Le pouvoir du terme. Toutes les personnes interviewées le constatent : bien que le droit ne hiérarchise pas les crimes graves de droit humanitaire, le génocide est de loin le crime qui génère le plus de passions.

« Est-ce parce que le mot inventé par Lemkin a une sorte de magie ? », s’interroge Philippe Sands. « Est-ce parce que le crime de guerre ou le crime contre l’humanité semblent des concepts plus techniques, plus juridiques, et qu’ils n’évoquent pas dans l’imagination, au moins de la même façon, l’horreur ? »

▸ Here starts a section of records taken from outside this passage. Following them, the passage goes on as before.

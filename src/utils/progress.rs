//! Progress bar helpers using indicatif

use indicatif::{ProgressBar, ProgressDrawTarget, ProgressStyle};

/// Visual width of the batch progress bar, in cells
pub const BAR_WIDTH: usize = 30;

/// Create a spinner for a single long-running engine call
pub fn create_spinner(message: &str) -> ProgressBar {
    let pb = ProgressBar::with_draw_target(None, ProgressDrawTarget::stdout());
    pb.set_style(
        ProgressStyle::default_spinner()
            .template("    {spinner:.cyan} {msg}")
            .unwrap()
            .tick_chars("⠋⠙⠹⠸⠼⠴⠦⠧⠇⠏"),
    );
    pb.set_message(message.to_string());
    pb.enable_steady_tick(std::time::Duration::from_millis(100));
    pb
}

/// Create a fixed-width batch progress bar: `label: |███░░░| 2/5 (40%)`
pub fn create_progress_bar(len: u64, label: &str) -> ProgressBar {
    let pb = ProgressBar::with_draw_target(Some(len), ProgressDrawTarget::stdout());
    pb.set_style(
        ProgressStyle::default_bar()
            .template(&format!(
                "    {{msg}}: |{{bar:{}.cyan/blue}}| {{pos}}/{{len}} ({{percent}}%)",
                BAR_WIDTH
            ))
            .unwrap()
            .progress_chars("█░"),
    );
    pb.set_message(label.to_string());
    pb
}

En Belgique, fin mai 2025, le PS, Vooruit, Ecolo, Groen, Les Engagés, le CD&V et le PTB parlent ouvertement de génocide pour qualifier la situation à Gaza. Le MR, l’Open VLD, la N-VA et le Vlaams Belang refusent catégoriquement ce qualificatif.

Notes de bas de page

  1.  Entre 1914 et 1944, le gouvernement de la ville changea huit fois, tour à tour autrichien, russe, autrichien, ukrainien, polonais, russe, allemand, russe et finalement ukrainien.
  2.  À ce jours, trente-trois pays, dont la Belgique, ont reconnu le génocide arménien.
  3. C’est à Nuremberg que, sous la juridiction du premier tribunal international de l’histoire, furent jugés et condamnés les principaux responsables nazis du IIIe Reich.
  4. L’ensemble des documents d’époque a été compilé dans l’ouvrage The Genocide Convention: The Travaux Préparatoires, de Hirad Abtahi et Philippa Webb.
  5.  Le rapport d’Amnesty du 4 décembre 2024 
  6.  Aujourd’hui, les chiffres du ministère de la Santé de Gaza pointent plus de 51 000 morts.
  7. Depuis le 2 mars.
  8. Une signature exprime juste une intention. Tant que la Convention n’est pas ratifiée, il n’y a aucune obligation juridique de la respecter. La Belgique l’a ratifiée en 1951.
  9. La Chine attendra, elle aussi, jusqu’en 1983.
  10. Il avait repris le siège vacant de Joseph McCarthy, célèbre pour avoir présidé la commission qui traquait militants et sympathisant du communisme aux Etats-Unis, connue sous le nom de « chasse aux sorcières », et qui conduisit à un climat de paranoïa et à des atteintes graves aux droits fondamentaux des citoyens. 
  11. C’est une exception à la règle qui veut qu’une juridiction n’est normalement compétente que pour les crimes commis sur son territoire ou lorsque le criminel ou sa victime est belge.
  12. Le droit international coutumier ne fait l’objet d’aucun traité, il se déduit de la pratique constante des États à travers le temps et suscite souvent des débats passionnés. 
  13. Pour sa responsabilité en tant qu’ancien État colonial et pour n’avoir pas réagi, comme le reste de la communauté internationale, au moment de l’escalade de la violence. 
  14. Dans l’avis rendu en le 19 juillet 2024, la CIJ conclut que l’occupation et l’annexion des territoires palestiniens par Israël sont illégales et que les lois et politiques israéliennes discriminatoires vis-à-vis des Palestiniens et Palestiniennes bafouent l’interdiction de la ségrégation raciale et de l’apartheid.